Petitioner cites no provision of the Tax Court Rules of Practice and Procedure which would grant him the right to search respondent's files, but instead bases his argument entirely on Constitutional grounds. An extensive discussion of the Rules is, therefore, unnecessary. We note, however, that petitioner has not complied with Rule 70(a)(2), which requires discovery to be completed, unless authorized by the Court, no later than 45 days prior to the date set for call of the case from a trial calendar. We also note that Rule 70(b) limits the scope of discovery to matters which are relevant to the subject matter involved in the pending case; petitioner did not attempt to limit his request to relevant matters, but instead asked to examine the memoranda*247 in respondent's files generally in search of one allegedly relevant memorandum. It is, therefore, clear that we were not required by the Rules to grant petitioner's request.

Turning to petitioner's Constitutional argument, we believe that petitioner's rights and interests in this matter were protected by our own careful examination of respondent's files. As indicated above, that examination disclosed no document of the sort that petitioner indicated he wished to discover. Accordingly, we conclude that our refusal to allow petitioner personally to inspect respondent's files in search of "inconsistencies and nuances" did not deny him due process of law.
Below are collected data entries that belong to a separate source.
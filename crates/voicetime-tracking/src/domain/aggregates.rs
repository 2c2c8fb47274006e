//! Aggregate roots for the voice tracking context.
//!
//! A [`GuildAggregate`] owns its config and users; a [`UserAggregate`] owns
//! one [`ChannelSession`] per channel it has ever been credited in. A session
//! is open while `opened_at` is set. At most one session per user is open.

use std::collections::BTreeMap;

use chrono::{DateTime, Utc};
use voicetime_core::aggregate::AggregateRoot;
use voicetime_core::clock::elapsed_millis;
use voicetime_core::error::DomainError;
use voicetime_core::ids::{ChannelId, GuildId, UserId};
use voicetime_core::repository::{ChannelRecord, GuildRecord, UserRecord};

use super::commands::{ChannelTimePatch, GuildConfigPatch};
use super::config::{GuildConfig, TrackerDefaults};
use super::events::{TrackerEvent, UserSnapshot};
use super::policy::level_for_xp;

/// Accumulated time for one (guild, user, channel).
#[derive(Debug, Clone, PartialEq, Eq)]
pub struct ChannelSession {
    guild_id: GuildId,
    channel_id: ChannelId,
    time_in_channel: u64,
    opened_at: Option<DateTime<Utc>>,
}

impl ChannelSession {
    /// Creates a closed session with no time.
    #[must_use]
    pub fn new(guild_id: GuildId, channel_id: ChannelId) -> Self {
        Self {
            guild_id,
            channel_id,
            time_in_channel: 0,
            opened_at: None,
        }
    }

    #[must_use]
    pub fn guild_id(&self) -> GuildId {
        self.guild_id
    }

    #[must_use]
    pub fn channel_id(&self) -> ChannelId {
        self.channel_id
    }

    /// Accumulated milliseconds.
    #[must_use]
    pub fn time_in_channel(&self) -> u64 {
        self.time_in_channel
    }

    /// When the open session started, if one is open.
    #[must_use]
    pub fn opened_at(&self) -> Option<DateTime<Utc>> {
        self.opened_at
    }

    #[must_use]
    pub fn is_open(&self) -> bool {
        self.opened_at.is_some()
    }

    fn open(&mut self, now: DateTime<Utc>) {
        self.opened_at = Some(now);
    }

    /// Closes the session, crediting the time since it was opened.
    fn close(&mut self, now: DateTime<Utc>) -> Option<u64> {
        let opened_at = self.opened_at.take()?;
        let elapsed = elapsed_millis(opened_at, now);
        self.add_time(elapsed);
        Some(elapsed)
    }

    /// Closes the session without crediting anything.
    fn discard(&mut self) -> bool {
        self.opened_at.take().is_some()
    }

    fn add_time(&mut self, millis: u64) {
        self.time_in_channel = self.time_in_channel.saturating_add(millis);
    }

    fn to_record(&self) -> ChannelRecord {
        ChannelRecord {
            guild_id: self.guild_id,
            channel_id: self.channel_id,
            time_in_channel: self.time_in_channel,
        }
    }
}

/// One user's statistics within a guild.
#[derive(Debug, Clone, PartialEq, Eq)]
pub struct UserAggregate {
    guild_id: GuildId,
    user_id: UserId,
    channels: BTreeMap<ChannelId, ChannelSession>,
    total_voice_time: u64,
    xp: u64,
    level: u64,
    is_blacklisted: bool,
    /// Bot flag from the member that last opened a session. Not stored.
    is_bot: bool,
}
Decisions will be entered under Rule 155.


Footnotes

  • 1. Statutory references are to the Internal Revenue Code of 1954, as amended, unless otherwise indicated. References to "Rules" are to the Tax Court Rules of Practice and Procedure.

  • 2. As used here, the phrase "gross income" means gross income as defined in sec. 61, modified as provided for in sec. 6501(e)(1)(A)(i).
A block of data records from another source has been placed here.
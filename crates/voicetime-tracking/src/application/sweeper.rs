//! Reconciliation sweeper.
//!
//! On every tick each loaded guild is swept independently: members the
//! platform reports in voice are credited one tick of time and an xp draw,
//! and sessions left open in a channel the member is no longer in are
//! closed. A slow guild does not hold up the others.

use std::collections::BTreeMap;
use std::sync::Arc;
use std::time::Duration;

use tokio::sync::watch;
use tokio::task::{JoinHandle, JoinSet};
use tokio::time::{Instant, MissedTickBehavior, interval_at};
use tracing::{debug, error, info, instrument, warn};
use uuid::Uuid;
use voicetime_core::error::DomainError;
use voicetime_core::ids::{ChannelId, GuildId, UserId};
use voicetime_core::platform::ChannelInfo;

use crate::application::tracker::VoiceTracker;
use crate::domain::aggregates::UserAggregate;
use crate::domain::events::{
    LevelledUp, TrackerEvent, TrackerEventKind, VoiceLeft, VoiceTimeAdded, XpAdded,
};

/// Summary of one sweep over every guild.
#[derive(Debug, Clone, Copy, Default, PartialEq, Eq)]
pub struct SweepReport {
    /// Guilds swept successfully.
    pub swept: usize,
    /// Guilds deleted because the platform no longer reaches them.
    pub deleted: usize,
    /// Guilds whose sweep failed.
    pub failed: usize,
}

/// Outcome of sweeping one guild.
#[derive(Debug, Clone, Copy, PartialEq, Eq)]
pub enum GuildSweep {
    Swept,
    Deleted,
}

/// Starts the periodic sweep. The task stops once `shutdown` carries `true`
/// or its sender is dropped; a sweep already running is finished first.
#[must_use]
pub fn spawn_sweeper(
    tracker: Arc<VoiceTracker>,
    mut shutdown: watch::Receiver<bool>,
) -> JoinHandle<()> {
    tokio::spawn(async move {
        let period = tracker.options().sweep_interval.max(Duration::from_millis(1));
        info!(interval = ?period, "starting sweeper");

        let mut timer = interval_at(Instant::now() + period, period);
        timer.set_missed_tick_behavior(MissedTickBehavior::Skip);

        loop {
            tokio::select! {
                biased;
                changed = shutdown.changed() => {
                    if changed.is_err() || *shutdown.borrow() {
                        break;
                    }
                }
                _ = timer.tick() => {
                    let report = sweep_all(&tracker).await;
                    debug!(?report, "sweep finished");
                }
            }
        }

        info!("sweeper stopped");
    })
}

/// Sweeps every loaded guild concurrently.
pub async fn sweep_all(tracker: &Arc<VoiceTracker>) -> SweepReport {
    let correlation_id = Uuid::new_v4();
    let mut tasks = JoinSet::new();
    for guild_id in tracker.guild_ids().await {
        let tracker = Arc::clone(tracker);
        tasks.spawn(async move {
            let outcome = sweep_guild(&tracker, guild_id, correlation_id).await;
            (guild_id, outcome)
        });
    }

    let mut report = SweepReport::default();
    while let Some(joined) = tasks.join_next().await {
        match joined {
            Ok((_, Ok(GuildSweep::Swept))) => report.swept += 1,
            Ok((_, Ok(GuildSweep::Deleted))) => report.deleted += 1,
            Ok((guild_id, Err(error))) => {
                warn!(%guild_id, %error, "guild sweep failed");
                report.failed += 1;
            }
            Err(error) => {
                error!(%error, "guild sweep task panicked");
                report.failed += 1;
            }
        }
    }
    report
}

/// Sweeps one guild.
///
/// # Errors
///
/// Returns `DomainError::Platform` when the voice member listing fails, or
/// `DomainError::Infrastructure` when the RNG is unusable. Time credited
/// before an RNG failure is still committed.
#[instrument(skip(tracker))]
pub async fn sweep_guild(
    tracker: &VoiceTracker,
    guild_id: GuildId,
    correlation_id: Uuid,
) -> Result<GuildSweep, DomainError> {
    if tracker.options().delete_unavailable_guilds {
        match tracker.guild_available(guild_id).await {
            Ok(false) => {
                info!("guild is no longer available; deleting it");
                if let Err(error) = tracker.delete_guild(guild_id).await {
                    error!(%error, "failed to delete unavailable guild from storage");
                }
                return Ok(GuildSweep::Deleted);
            }
            Ok(true) => {}
            Err(error) => warn!(%error, "guild availability check failed"),
        }
    }

    let presences = tracker.voice_members(guild_id).await?;
    let Some(handle) = tracker.guild_handle(guild_id).await else {
        return Ok(GuildSweep::Deleted);
    };
    let mut guild = handle.lock().await;

    let config = tracker.effective_config(&guild);
    let policy = tracker.policy_for(guild_id);
    let now = tracker.now();
    let event = |user_id: UserId, kind: TrackerEventKind| {
        TrackerEvent::new(guild_id, user_id, correlation_id, now, kind)
    };

    let mut occupancy: BTreeMap<ChannelId, Vec<UserId>> = BTreeMap::new();
    let mut current: BTreeMap<UserId, ChannelId> = BTreeMap::new();
    for presence in &presences {
        if let Some(channel_id) = presence.state.channel_id {
            occupancy
                .entry(channel_id)
                .or_default()
                .push(presence.member.user_id);
            current.insert(presence.member.user_id, channel_id);
        }
    }

    let mut events = Vec::new();

    // Sessions left open by a leave that never arrived, including those of
    // members now sitting in another channel.
    let stale: Vec<(UserId, ChannelId)> = guild
        .users()
        .values()
        .filter_map(|user| Some((user.user_id(), user.open_channel()?)))
        .filter(|(user_id, channel_id)| current.get(user_id) != Some(channel_id))
        .collect();
    for (user_id, channel_id) in stale {
        let Some(user) = guild.user_mut(user_id) else {
            continue;
        };
        let credit = config.may_credit(user.is_bot(), Some(&*user));
        let before = user.snapshot();
        if let (true, Some(elapsed)) = (credit, user.close_session(channel_id, now, credit)) {
            events.push(event(
                user_id,
                TrackerEventKind::UserVoiceLeave(VoiceLeft {
                    channel_id,
                    elapsed,
                    before,
                    after: user.snapshot(),
                }),
            ));
        }
    }

    let mut failure = None;
    if config.voice_time_tracking_enabled || config.leveling_tracking_enabled {
        for presence in &presences {
            let Some(channel_id) = presence.state.channel_id else {
                continue;
            };
            let user_id = presence.member.user_id;

            let eligible = {
                let probe;
                let user = if let Some(user) = guild.user(user_id) {
                    user
                } else {
                    probe = UserAggregate::new(guild_id, user_id);
                    &probe
                };
                let channel = ChannelInfo {
                    guild_id,
                    channel_id,
                    members: occupancy.get(&channel_id).cloned().unwrap_or_default(),
                };
                !user.is_blacklisted()
                    && config.check_member(&presence.member, &presence.state, user, &*policy)
                    && config.check_channel(&channel, &*policy)
            };
            if !eligible {
                continue;
            }

            let xp_amount = if config.leveling_tracking_enabled {
                match tracker.draw_xp(&*policy) {
                    Ok(amount) => Some(amount),
                    Err(error) => {
                        failure = Some(error);
                        break;
                    }
                }
            } else {
                None
            };

            let user = guild.user_or_insert(user_id);
            user.set_bot(presence.member.is_bot);
            if config.voice_time_tracking_enabled {
                let amount = tracker
                    .options()
                    .sweep_tick_ms
                    .saturating_add(policy.time_to_add());
                let before = user.snapshot();
                user.credit_tick(channel_id, amount, now);
                events.push(event(
                    user_id,
                    TrackerEventKind::UserVoiceTimeAdd(VoiceTimeAdded {
                        channel_id,
                        amount,
                        before,
                        after: user.snapshot(),
                    }),
                ));
            }
            if let Some(amount) = xp_amount {
                let before = user.snapshot();
                let (old_level, new_level) = user.add_xp(amount, policy.level_multiplier());
                let after = user.snapshot();
                events.push(event(
                    user_id,
                    TrackerEventKind::UserXpAdd(XpAdded {
                        amount,
                        before,
                        after,
                    }),
                ));
                if new_level > old_level {
                    events.push(event(
                        user_id,
                        TrackerEventKind::UserLevelUp(LevelledUp {
                            old_level,
                            new_level,
                            before,
                            after,
                        }),
                    ));
                }
            }
        }
    }

    guild.record_events(events);
    tracker.commit(&mut guild).await;

    match failure {
        Some(error) => Err(error),
        None => Ok(GuildSweep::Swept),
    }
}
  • 3. Cf. Robertson v. Commissioner,T.C. Memo. 1973-205.

  • 4. As discussed below, there were also other omissions of income from petitioners' Federal income tax returns for 1973 and 1974. It is, however, unnecessary to consider these other omissions in order to resolve the question of the timeliness of the mailing of the notice of deficiency for those years. Neither does the resolution of that question require us to consider respondent's argument that petitioners' returns for 1973 and 1974 were fraudulent, and that, consequently, the tax for those years may be assessed at any time under the provisions of sec. 6501(c)(1).

  • 5. We note that the automobile trips in question constituted local travel. Consequently, the expenses of those trips are not subject to the strict substantiation requirements of sec. 274(d). Barry v. Commissioner,T.C. Memo. 1978-250; Sec. 1.274-5(a)(1), Income Tax Regs.; Rev. Proc. 80-7, 1 C.B. 590">1980-1 C.B. 590, 591, modified by Rev. Proc. 80-32, 2 C.B. 767">1980-2 C.B. 767.
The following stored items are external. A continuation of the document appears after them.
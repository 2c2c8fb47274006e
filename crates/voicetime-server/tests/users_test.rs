//! Integration tests for user administration routes.

mod common;

use axum::http::StatusCode;

async fn app_with_user() -> common::TestApp {
    let app = common::build_test_app();
    common::post_json(
        &app,
        "/api/v1/voice-state",
        &common::voice_update(1, 7, None, Some(10)),
    )
    .await;
    app
}

#[tokio::test]
async fn test_edit_user_recomputes_level() {
    // Arrange
    let app = app_with_user().await;

    // Act
    let (status, json) = common::send_json(
        &app,
        "PATCH",
        "/api/v1/guilds/1/users/7",
        Some(&serde_json::json!({ "xp": 400 })),
    )
    .await;

    // Assert
    assert_eq!(status, StatusCode::OK);
    assert_eq!(json["xp"], 400);
    assert_eq!(json["level"], 2);
}

#[tokio::test]
async fn test_blacklisted_user_leaves_the_leaderboard() {
    let app = app_with_user().await;

    let (status, json) = common::send_json(
        &app,
        "PATCH",
        "/api/v1/guilds/1/users/7",
        Some(&serde_json::json!({ "is_blacklisted": true })),
    )
    .await;
    let (_, board) = common::get_json(&app, "/api/v1/guilds/1/leaderboard?order=voice_time").await;

    assert_eq!(status, StatusCode::OK);
    assert_eq!(json["is_blacklisted"], true);
    assert_eq!(json["channels"][0]["is_open"], false);
    assert_eq!(board, serde_json::json!([]));
}

#[tokio::test]
async fn test_duplicate_channel_times_are_rejected() {
    let app = app_with_user().await;

    let (status, json) = common::send_json(
        &app,
        "PATCH",
        "/api/v1/guilds/1/users/7",
        Some(&serde_json::json!({
            "channel_times": [
                { "channel_id": 10, "time_in_channel": 1000 },
                { "channel_id": 10, "time_in_channel": 2000 }
            ]
        })),
    )
    .await;

    assert_eq!(status, StatusCode::BAD_REQUEST);
    assert_eq!(json["error"], "validation_error");
}

#[tokio::test]
async fn test_delete_user_then_lookup_is_not_found() {
    let app = app_with_user().await;

    let (deleted, _) = common::send_json(&app, "DELETE", "/api/v1/guilds/1/users/7", None).await;
    let (status, json) = common::get_json(&app, "/api/v1/guilds/1/users/7").await;

    assert_eq!(deleted, StatusCode::NO_CONTENT);
    assert_eq!(status, StatusCode::NOT_FOUND);
    assert_eq!(json["error"], "user_not_found");
}
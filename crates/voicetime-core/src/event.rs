//! Domain event abstractions.

use chrono::{DateTime, Utc};
use serde::{Deserialize, Serialize};
use uuid::Uuid;

use crate::ids::GuildId;

/// Metadata attached to every domain event.
#[derive(Debug, Clone, PartialEq, Serialize, Deserialize)]
pub struct EventMetadata {
    /// Unique event identifier.
    pub event_id: Uuid,
    /// Type name for routing (`userVoiceJoin`, `userXpAdd`, ...).
    pub event_type: String,
    /// Guild this event belongs to.
    pub guild_id: GuildId,
    /// Correlation ID tying the event to the notification or sweep pass
    /// that caused it.
    pub correlation_id: Uuid,
    /// Timestamp of event creation.
    pub occurred_at: DateTime<Utc>,
}

/// Trait that all domain events implement.
pub trait DomainEvent: Send + Sync + std::fmt::Debug {
    /// Returns the event type name.
    fn event_type(&self) -> &'static str;

    /// Serializes the event payload to JSON.
    fn to_payload(&self) -> serde_json::Value;

    /// Returns the metadata for this event.
    fn metadata(&self) -> &EventMetadata;
}
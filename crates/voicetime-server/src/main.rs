//! Voicetime server entry point.

use std::sync::{Arc, Mutex};

use sqlx::postgres::PgPoolOptions;
use tokio::sync::{broadcast, watch};
use tower_http::cors::CorsLayer;
use tower_http::trace::TraceLayer;
use tracing::{debug, error, info, warn};
use tracing_subscriber::EnvFilter;
use voicetime_core::clock::SystemClock;
use voicetime_core::event::DomainEvent;
use voicetime_core::platform::VoicePlatform;
use voicetime_core::repository::GuildRepository;
use voicetime_core::rng::{DeterministicRng, OsSeededRng};
use voicetime_server::config::{ServerConfig, StorageBackend};
use voicetime_server::error::AppError;
use voicetime_server::presence::PresenceCache;
use voicetime_server::state::AppState;
use voicetime_store::json_guild_repository::JsonGuildRepository;
use voicetime_store::pg_guild_repository::PgGuildRepository;
use voicetime_tracking::application::sweeper::spawn_sweeper;
use voicetime_tracking::application::tracker::{TrackerDeps, VoiceTracker};
use voicetime_tracking::domain::events::TrackerEvent;
use voicetime_tracking::domain::policy::PolicyRegistry;

#[tokio::main]
async fn main() -> Result<(), AppError> {
    // Initialize tracing subscriber.
    tracing_subscriber::fmt()
        .with_env_filter(
            EnvFilter::try_from_default_env().unwrap_or_else(|_| EnvFilter::new("info")),
        )
        .json()
        .init();

    info!("Starting voicetime server");

    let config = ServerConfig::from_env()?;
    let repository = open_repository(&config.storage).await?;

    let presence = Arc::new(PresenceCache::new());
    let platform: Arc<dyn VoicePlatform> = presence.clone();
    let rng: Arc<Mutex<dyn DeterministicRng + Send>> = Arc::new(Mutex::new(OsSeededRng::new()));
    let deps = TrackerDeps {
        repository,
        platform,
        clock: Arc::new(SystemClock),
        rng,
    };
    let tracker = Arc::new(VoiceTracker::new(
        config.options.clone(),
        config.defaults.clone(),
        PolicyRegistry::new(Arc::new(config.policy.clone())),
        deps,
    ));
    tracker.load().await?;

    let event_log = tokio::spawn(log_events(tracker.subscribe()));
    let (shutdown_tx, shutdown_rx) = watch::channel(false);
    let sweeper = spawn_sweeper(Arc::clone(&tracker), shutdown_rx);

    // TODO: Replace CorsLayer::permissive() with restricted origins for production.
    let app = voicetime_server::build_router(AppState::new(Arc::clone(&tracker), presence))
        .layer(TraceLayer::new_for_http())
        .layer(CorsLayer::permissive());

    let addr = config.socket_addr()?;
    info!("Listening on {}", addr);
    let listener = tokio::net::TcpListener::bind(addr).await?;

    axum::serve(listener, app)
        .with_graceful_shutdown(shutdown_signal())
        .await?;

    info!("HTTP server stopped, stopping sweeper");
    if shutdown_tx.send(true).is_err() {
        warn!("sweeper already gone");
    }
    if let Err(e) = sweeper.await {
        error!(error = %e, "sweeper task failed");
    }
    event_log.abort();

    Ok(())
}

async fn open_repository(storage: &StorageBackend) -> Result<Arc<dyn GuildRepository>, AppError> {
    match storage {
        StorageBackend::Json { path } => {
            info!(path = %path.display(), "using JSON file storage");
            Ok(Arc::new(JsonGuildRepository::open(path.clone()).await?))
        }
        StorageBackend::Postgres { database_url } => {
            info!("using PostgreSQL storage");
            let pool = PgPoolOptions::new()
                .max_connections(10)
                .connect(database_url)
                .await?;
            let repository = PgGuildRepository::new(pool);
            repository.ensure_schema().await?;
            Ok(Arc::new(repository))
        }
    }
}

async fn log_events(mut events: broadcast::Receiver<TrackerEvent>) {
    loop {
        match events.recv().await {
            Ok(event) => debug!(
                event_type = event.event_type(),
                guild_id = %event.metadata().guild_id,
                user_id = %event.user_id,
                correlation_id = %event.metadata().correlation_id,
                "domain event"
            ),
            Err(broadcast::error::RecvError::Lagged(skipped)) => {
                warn!(skipped, "event log fell behind");
            }
            Err(broadcast::error::RecvError::Closed) => break,
        }
    }
}

async fn shutdown_signal() {
    if let Err(e) = tokio::signal::ctrl_c().await {
        error!(error = %e, "failed to listen for ctrl-c");
    }
    info!("shutdown signal received");
}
  • 6. Respondent concedes that the Iowa farm was an activity engaged in for profit.

  • 7. In the returns, the cash expenditures were broken down into various categories of expense--labor, feed, fertilizer, and so on.

  • 8. The deductions for taxes and interest were claimed by petitioner as itemized deductions on schedule A of his Federal income tax returns rather than on his schedule of farm expenses, and they are not included in the expenses discussed in issue (3) above.

  • 9. Respondent now concedes, however, that petitioner is entitled to an additional deduction for 1973 in the amount of $239.72 for real estate taxes on his Iowa farm.

  • 10. The record does not reveal when the wagon was purchased.

  • 11. See also Sherman v. Commissioner,T.C. Memo. 1977-261.

  • 12. Sec. 1.1034-1(i)(1), Income Tax Regs.